Bill & Melinda Gates Foundation

How Many Meetings Would You Go to for $40 million?

December 11, 2012

You know those really long planning processes that drive everyone crazy? Where you sit there and wonder if this is a good use of everyone’s time? Where you’re building partnerships that you’re sure will be valuable, well, sometime maybe – because there doesn’t seem to be any immediate impact?

Sometimes those pay off. This week it paid off big for a consortium of seven school districts in the Seattle area, who had spent the past two years together planning a common agenda, setting up meetings between district leaders, increasing their communication, and planning for how to share data. Those seven districts, under the banner of the Puget Sound Educational Service District, won the largest award possible in the US Department of Education’s Race to the Top – District competition: $40 million.

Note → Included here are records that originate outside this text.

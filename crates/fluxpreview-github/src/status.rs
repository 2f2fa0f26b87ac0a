//! Pull request status comments
//!
//! Each status comment starts with a hidden marker naming the workflow and the
//! revision it reports on. Publishing keeps at most one visible comment per
//! (pull request, workflow): comments for other revisions are minimized as
//! outdated, and the comment for the current revision is edited in place.

use async_trait::async_trait;
use serde::{Deserialize, Serialize};
use tracing::{debug, info, warn};

use crate::client::GitHubClient;
use crate::error::{GitHubError, Result};

const MARKER_OPEN: &str = "<!-- fluxpreview-status";
const MARKER_CLOSE: &str = "-->";

/// Identity embedded in a status comment
#[derive(Debug, Clone, PartialEq, Eq)]
pub struct ArtifactMarker {
    pub workflow: String,
    pub revision: String,
}

impl ArtifactMarker {
    pub fn new(workflow: impl Into<String>, revision: impl Into<String>) -> Self {
        Self {
            workflow: workflow.into(),
            revision: revision.into(),
        }
    }

    /// Hidden HTML comment; quotes and `--` are replaced so the marker stays parseable
    pub fn render(&self) -> String {
        format!(
            "{} workflow=\"{}\" revision=\"{}\" {}",
            MARKER_OPEN,
            escape(&self.workflow),
            escape(&self.revision),
            MARKER_CLOSE
        )
    }

    /// Read the marker from a comment body, if it has one
    pub fn parse(body: &str) -> Option<Self> {
        let start = body.find(MARKER_OPEN)? + MARKER_OPEN.len();
        let end = start + body[start..].find(MARKER_CLOSE)?;
        let attrs = &body[start..end];
        Some(Self {
            workflow: attribute(attrs, "workflow")?,
            revision: attribute(attrs, "revision")?,
        })
    }
}

fn escape(value: &str) -> String {
    let mut escaped = value.replace('"', "'");
    while escaped.contains("--") {
        escaped = escaped.replace("--", "-");
    }
    escaped
}

fn attribute(attrs: &str, key: &str) -> Option<String> {
    let needle = format!("{}=\"", key);
    let start = attrs.find(&needle)? + needle.len();
    let len = attrs[start..].find('"')?;
    Some(attrs[start..start + len].to_string())
}

/// A comment on the pull request
#[derive(Debug, Clone, PartialEq, Eq)]
pub struct StatusArtifact {
    /// GraphQL node id
    pub node_id: String,
    /// REST id
    pub id: u64,
    pub url: String,
    pub body: String,
    pub is_minimized: bool,
}

impl StatusArtifact {
    pub fn marker(&self) -> Option<ArtifactMarker> {
        ArtifactMarker::parse(&self.body)
    }
}

#[derive(Debug, Clone, Copy, PartialEq, Eq, Serialize, Deserialize)]
#[serde(rename_all = "lowercase")]
pub enum PublishAction {
    Created,
    Updated,
}

/// What `publish` did
#[derive(Debug, Clone, PartialEq, Eq, Serialize, Deserialize)]
#[serde(rename_all = "camelCase")]
pub struct PublishedArtifact {
    pub id: u64,
    pub url: String,
    pub action: PublishAction,
    /// Older comments hidden during this publish
    pub minimized: usize,
}

/// Comment operations on one repository's pull requests
#[async_trait]
pub trait StatusArtifactApi: Send + Sync {
    /// Every comment on the pull request, including minimized ones
    async fn list(&self, subject_id: u64) -> Result<Vec<StatusArtifact>>;

    async fn create(&self, subject_id: u64, body: &str) -> Result<StatusArtifact>;

    async fn update(&self, artifact: &StatusArtifact, body: &str) -> Result<StatusArtifact>;

    /// Hide a comment as outdated
    async fn minimize(&self, artifact: &StatusArtifact) -> Result<()>;
}

/// Keeps one live status comment per (pull request, workflow)
pub struct StatusArtifactManager<A: StatusArtifactApi> {
    api: A,
}

impl<A: StatusArtifactApi> StatusArtifactManager<A> {
    pub fn new(api: A) -> Self {
        Self { api }
    }

    pub fn api(&self) -> &A {
        &self.api
    }

    /// Publish `body` as the status of `revision`
    ///
    /// Minimizing older comments is best effort; failures are logged and the
    /// publish continues.
    pub async fn publish(
        &self,
        subject_id: u64,
        workflow: &str,
        revision: &str,
        body: &str,
    ) -> Result<PublishedArtifact> {
        let wanted = ArtifactMarker::new(escape(workflow), escape(revision));
        let rendered = format!("{}\n{}", wanted.render(), body);

        let ours: Vec<(StatusArtifact, ArtifactMarker)> = self
            .api
            .list(subject_id)
            .await?
            .into_iter()
            .filter_map(|a| a.marker().map(|m| (a, m)))
            .filter(|(_, m)| m.workflow == wanted.workflow)
            .collect();
        debug!(subject_id, workflow, existing = ours.len(), "found status comments");

        let current = ours
            .iter()
            .position(|(a, m)| !a.is_minimized && m.revision == wanted.revision);

        let mut minimized = 0;
        for (idx, (artifact, m)) in ours.iter().enumerate() {
            if artifact.is_minimized || Some(idx) == current {
                continue;
            }
            match self.api.minimize(artifact).await {
                Ok(()) => {
                    info!(subject_id, comment = artifact.id, revision = %m.revision, "minimized outdated status");
                    minimized += 1;
                }
                Err(e) => {
                    warn!(subject_id, comment = artifact.id, error = %e, "failed to minimize status comment");
                }
            }
        }

        let (artifact, action) = match current {
            Some(idx) => {
                let updated = self.api.update(&ours[idx].0, &rendered).await?;
                (updated, PublishAction::Updated)
            }
            None => {
                let created = self.api.create(subject_id, &rendered).await?;
                (created, PublishAction::Created)
            }
        };
        info!(subject_id, workflow, comment = artifact.id, ?action, "published status");

        Ok(PublishedArtifact {
            id: artifact.id,
            url: artifact.url,
            action,
            minimized,
        })
    }
}

/// Comments through the GitHub API: GraphQL to list and minimize, REST to write
#[derive(Debug, Clone)]
pub struct GitHubStatusApi {
    client: GitHubClient,
}

const LIST_COMMENTS: &str = r#"
query($owner: String!, $repo: String!, $number: Int!, $cursor: String) {
  repository(owner: $owner, name: $repo) {
    pullRequest(number: $number) {
      comments(first: 100, after: $cursor) {
        nodes { id databaseId url body isMinimized }
        pageInfo { hasNextPage endCursor }
      }
    }
  }
}
"#;

const MINIMIZE_COMMENT: &str = r#"
mutation($id: ID!) {
  minimizeComment(input: { subjectId: $id, classifier: OUTDATED }) {
    minimizedComment { isMinimized }
  }
}
"#;

#[derive(Deserialize)]
#[serde(rename_all = "camelCase")]
struct ListData {
    repository: Option<RepositoryNode>,
}

#[derive(Deserialize)]
#[serde(rename_all = "camelCase")]
struct RepositoryNode {
    pull_request: Option<PullRequestNode>,
}

#[derive(Deserialize)]
struct PullRequestNode {
    comments: CommentConnection,
}

#[derive(Deserialize)]
#[serde(rename_all = "camelCase")]
struct CommentConnection {
    nodes: Vec<CommentNode>,
    page_info: PageInfo,
}

#[derive(Deserialize)]
#[serde(rename_all = "camelCase")]
struct CommentNode {
    id: String,
    database_id: u64,
    url: String,
    body: String,
    is_minimized: bool,
}

#[derive(Deserialize)]
#[serde(rename_all = "camelCase")]
struct PageInfo {
    has_next_page: bool,
    end_cursor: Option<String>,
}

#[derive(Deserialize)]
struct RestComment {
    id: u64,
    node_id: String,
    html_url: String,
    body: String,
}

impl From<RestComment> for StatusArtifact {
    fn from(c: RestComment) -> Self {
        StatusArtifact {
            node_id: c.node_id,
            id: c.id,
            url: c.html_url,
            body: c.body,
            is_minimized: false,
        }
    }
}

impl GitHubStatusApi {
    pub fn new(client: GitHubClient) -> Self {
        Self { client }
    }
}

#[async_trait]
impl StatusArtifactApi for GitHubStatusApi {
    async fn list(&self, subject_id: u64) -> Result<Vec<StatusArtifact>> {
        let mut artifacts = Vec::new();
        let mut cursor: Option<String> = None;

        loop {
            let variables = serde_json::json!({
                "owner": self.client.owner(),
                "repo": self.client.repo(),
                "number": subject_id,
                "cursor": cursor,
            });
            let data: ListData = self.client.graphql(LIST_COMMENTS, variables).await?;
            let Some(connection) = data
                .repository
                .and_then(|r| r.pull_request)
                .map(|p| p.comments)
            else {
                return Err(GitHubError::Status {
                    status: 404,
                    message: format!("pull request #{} not found", subject_id),
                });
            };

            artifacts.extend(connection.nodes.into_iter().map(|n| StatusArtifact {
                node_id: n.id,
                id: n.database_id,
                url: n.url,
                body: n.body,
                is_minimized: n.is_minimized,
            }));

            match connection.page_info.end_cursor {
                Some(next) if connection.page_info.has_next_page => cursor = Some(next),
                _ => break,
            }
        }

        Ok(artifacts)
    }

    async fn create(&self, subject_id: u64, body: &str) -> Result<StatusArtifact> {
        let comment: RestComment = self
            .client
            .post_json(
                &format!("issues/{}/comments", subject_id),
                &serde_json::json!({ "body": body }),
            )
            .await?;
        Ok(comment.into())
    }

    async fn update(&self, artifact: &StatusArtifact, body: &str) -> Result<StatusArtifact> {
        let comment: RestComment = self
            .client
            .patch_json(
                &format!("issues/comments/{}", artifact.id),
                &serde_json::json!({ "body": body }),
            )
            .await?;
        Ok(comment.into())
    }

    async fn minimize(&self, artifact: &StatusArtifact) -> Result<()> {
        let _: serde_json::Value = self
            .client
            .graphql(MINIMIZE_COMMENT, serde_json::json!({ "id": artifact.node_id }))
            .await?;
        Ok(())
    }
}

Those seven districts are part of The Road Map Project, a collective impact cradle-to-college and career initiative working across sectors to dramatically improve educational outcomes for students. This collaboration, of hundreds of education and non-education sector players, started working together long before RTTT-District was announced; and their work building trust was the key to quickly putting together a high quality regional plan that everyone could back.

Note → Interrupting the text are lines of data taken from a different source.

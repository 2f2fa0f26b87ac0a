//! Resource age computation and formatting

use std::time::Duration;

use chrono::{DateTime, Utc};

use crate::error::{CoreError, Result};

const MINUTE: u64 = 60;
const HOUR: u64 = 60 * MINUTE;
const DAY: u64 = 24 * HOUR;

/// Seconds elapsed since `created`, relative to now
pub fn compute_age(created: DateTime<Utc>) -> u64 {
    compute_age_at(created, Utc::now())
}

/// Seconds elapsed between `created` and `now`; timestamps in the future count as zero
pub fn compute_age_at(created: DateTime<Utc>, now: DateTime<Utc>) -> u64 {
    now.signed_duration_since(created).num_seconds().max(0) as u64
}

/// Compact age: `{d}d {h}h`, `{h}h {m}m`, or `{m}m`
pub fn format_age(seconds: u64) -> String {
    let days = seconds / DAY;
    let hours = (seconds % DAY) / HOUR;
    let minutes = (seconds % HOUR) / MINUTE;

    if days > 0 {
        format!("{}d {}h", days, hours)
    } else if hours > 0 {
        format!("{}h {}m", hours, minutes)
    } else {
        format!("{}m", minutes)
    }
}

/// Parse a human threshold such as `7d`, `12h`, or `90m`
pub fn parse_age_threshold(value: &str) -> Result<Duration> {
    humantime::parse_duration(value.trim()).map_err(|e| CoreError::InvalidDuration {
        value: value.to_string(),
        message: e.to_string(),
    })
}
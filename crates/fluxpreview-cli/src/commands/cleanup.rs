//! Cleanup command - delete stale previews of a repository

use std::time::Duration;

use console::style;
use fluxpreview_kube::CleanupOptions;

use super::Context;
use crate::display;
use crate::error::{CliError, Result};

/// Run the cleanup command
pub async fn run(
    ctx: &Context,
    repository: Option<&str>,
    older_than: Duration,
    wait: bool,
    timeout: Option<Duration>,
    dry_run: bool,
    json: bool,
) -> Result<()> {
    let repository = repository
        .or(ctx.config.github.repository.as_deref())
        .ok_or_else(|| {
            CliError::input_with_help(
                "no repository to clean up",
                "pass --repository owner/repo or set GITHUB_REPOSITORY",
            )
        })?;

    let mut options = CleanupOptions::new(repository).older_than(older_than);
    if wait {
        options = options.with_wait(timeout.unwrap_or(ctx.config.delete_timeout));
    }
    if dry_run {
        options = options.dry_run();
    }

    if !json {
        println!(
            "{} Cleaning up previews of {} older than {}{}",
            style("→").blue().bold(),
            style(repository).cyan(),
            humantime::format_duration(older_than),
            if dry_run { " (dry run)" } else { "" }
        );
    }

    let manager = ctx.lifecycle().await?.with_protection(ctx.protection());
    let outcome = manager.cleanup(&options).await?;

    if json {
        println!("{}", serde_json::to_string_pretty(&outcome)?);
    } else {
        display::print_outcome(&outcome);
    }
    Ok(())
}
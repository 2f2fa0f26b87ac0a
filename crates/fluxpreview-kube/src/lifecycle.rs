//! Label-driven lifecycle of preview environments
//!
//! A preview is a Kustomization plus the OCIRepository it reconciles from,
//! tied together by the `preview-deployment` label. Bulk cleanup finds
//! previews by the `repository` label and honors an age threshold and a
//! protection marker before deleting anything.

use std::fmt;
use std::sync::Arc;
use std::time::Duration;

use fluxpreview_core::labels::{CI_REFERENCE_LABEL, PREVIEW_DEPLOYMENT_LABEL};
use fluxpreview_core::{
    CorrelationKey, KUSTOMIZATION, LabelSelector, OCI_REPOSITORY, ResourceDescriptor,
    format_age, subject_id_from_reference,
};
use serde::Serialize;
use tokio::time::{Instant, sleep};
use tracing::{debug, info, warn};

use crate::api::{ClusterApi, ListSelector, Propagation};
use crate::error::{KubeError, Result};
use crate::protection::{self, NoProtection, ProtectionLookup};
use crate::resource::ManagedResource;

/// Default field manager for server-side apply
pub const FIELD_MANAGER: &str = "fluxpreview";

/// How often to check whether a deleted resource is gone
pub const DELETE_POLL_INTERVAL: Duration = Duration::from_secs(2);

/// Resources sharing a label, by kind
#[derive(Debug, Clone, Default)]
pub struct DiscoveredResources {
    pub kustomizations: Vec<ManagedResource>,
    pub oci_repositories: Vec<ManagedResource>,
}

impl DiscoveredResources {
    pub fn is_empty(&self) -> bool {
        self.kustomizations.is_empty() && self.oci_repositories.is_empty()
    }

    pub fn len(&self) -> usize {
        self.kustomizations.len() + self.oci_repositories.len()
    }
}

/// Result of a single delete
#[derive(Debug, Clone, PartialEq, Eq)]
pub enum DeleteOutcome {
    Deleted,
    /// 404: nothing left to delete
    AlreadyGone,
    /// A secondary resource could not be deleted; the message was logged
    FailedSecondary(String),
}

/// Why a preview was left alone
#[derive(Debug, Clone, PartialEq, Eq)]
pub enum SkipReason {
    TooYoung { age_seconds: u64, threshold_seconds: u64 },
    Protected,
    NotFound,
}

impl fmt::Display for SkipReason {
    fn fmt(&self, f: &mut fmt::Formatter<'_>) -> fmt::Result {
        match self {
            SkipReason::TooYoung {
                age_seconds,
                threshold_seconds,
            } => write!(
                f,
                "too young ({} < {})",
                format_age(*age_seconds),
                format_age(*threshold_seconds)
            ),
            SkipReason::Protected => f.write_str("protected"),
            SkipReason::NotFound => f.write_str("not found"),
        }
    }
}

#[derive(Debug, Clone, PartialEq, Eq, Serialize)]
#[serde(rename_all = "camelCase")]
pub struct DeletedResource {
    pub name: String,
    #[serde(rename = "type")]
    pub kind: String,
    pub age: String,
    pub age_seconds: u64,
}

#[derive(Debug, Clone, PartialEq, Eq, Serialize)]
#[serde(rename_all = "camelCase")]
pub struct SkippedResource {
    pub name: String,
    pub reason: String,
}

/// What a teardown did
#[derive(Debug, Clone, Default, Serialize)]
#[serde(rename_all = "camelCase")]
pub struct TeardownOutcome {
    pub deleted_count: usize,
    pub deleted_resources: Vec<DeletedResource>,
    pub skipped_count: usize,
    pub skipped_resources: Vec<SkippedResource>,
    #[serde(skip_serializing_if = "Vec::is_empty")]
    pub warnings: Vec<String>,
    /// Deletions were only reported, not issued
    #[serde(skip_serializing_if = "std::ops::Not::not")]
    pub dry_run: bool,
}

impl TeardownOutcome {
    pub fn record_deleted(&mut self, resource: &ManagedResource) {
        let age_seconds = resource.age_seconds();
        self.deleted_resources.push(DeletedResource {
            name: resource.name().to_string(),
            kind: resource.kind().to_string(),
            age: format_age(age_seconds),
            age_seconds,
        });
        self.deleted_count = self.deleted_resources.len();
    }

    pub fn record_skipped(&mut self, name: &str, reason: &SkipReason) {
        self.skipped_resources.push(SkippedResource {
            name: name.to_string(),
            reason: reason.to_string(),
        });
        self.skipped_count = self.skipped_resources.len();
    }

    pub fn warn(&mut self, message: impl Into<String>) {
        self.warnings.push(message.into());
    }

    /// Nothing was deleted or skipped
    pub fn is_empty(&self) -> bool {
        self.deleted_count == 0 && self.skipped_count == 0
    }
}

/// Options for tearing down one preview
#[derive(Debug, Clone, Default)]
pub struct TeardownOptions {
    /// Wait until deleted resources are gone
    pub wait: bool,

    /// Timeout for wait
    pub timeout: Duration,
}

impl TeardownOptions {
    pub fn new() -> Self {
        Self::default()
    }

    pub fn with_wait(mut self, timeout: Duration) -> Self {
        self.wait = true;
        self.timeout = timeout;
        self
    }
}

/// Options for cleaning up every preview of a repository
#[derive(Debug, Clone)]
pub struct CleanupOptions {
    /// Repository identity, `owner/repo` or an already sanitized label value
    pub repository: String,

    /// Previews younger than this are kept
    pub older_than: Duration,

    pub wait: bool,

    /// One deadline for the whole pass, not per resource
    pub timeout: Duration,

    /// Report what would be deleted without deleting
    pub dry_run: bool,
}

impl CleanupOptions {
    pub fn new(repository: impl Into<String>) -> Self {
        Self {
            repository: repository.into(),
            older_than: Duration::ZERO,
            wait: false,
            timeout: Duration::ZERO,
            dry_run: false,
        }
    }

    pub fn older_than(mut self, threshold: Duration) -> Self {
        self.older_than = threshold;
        self
    }

    pub fn with_wait(mut self, timeout: Duration) -> Self {
        self.wait = true;
        self.timeout = timeout;
        self
    }

    pub fn dry_run(mut self) -> Self {
        self.dry_run = true;
        self
    }
}

/// Applies, discovers and deletes preview resources in one namespace
pub struct LifecycleManager<A: ClusterApi> {
    api: A,
    namespace: String,
    field_manager: String,
    protection: Arc<dyn ProtectionLookup>,
    poll_interval: Duration,
}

The granted project has three major components:

Start Strong – Support early learning, including helping districts and preschools work together to get children Kindergarten ready

STEM Strong – Dive deep on science and math ability, and encourage careers in STEM (science, technology, engineering, and math) fields

Stay Strong – Help more students prepare for and be successful in postsecondary education

The grant also meets minimum federal requirements:

  • Strong focus on personalizing education
  • Stronger teacher, principal and superintendent evaluations by 2014
  • Implementation of Common Core State Standards complete by the 2014-15 school year
  • Transparent reporting of data and school-level expenditures

Additionally, the consortium’s commitments go beyond the minimum federal requirements:

  • Provide all high-need elementary students with a summer reading plan
  • Double the number of students taking algebra or higher by the end of eighth grade
  • Help all eighth-grade students complete a personalized plan to be college- and career-ready

The foundation, in partnership with over a dozen Seattle-area local funders, is proud to support this work and applauds the hard work that’s gone into this collaboration.  As says the African proverb, which is printed boldly on the walls of the Gates Foundation offices: “If you want to go fast, go alone. If you want to go far, go together.”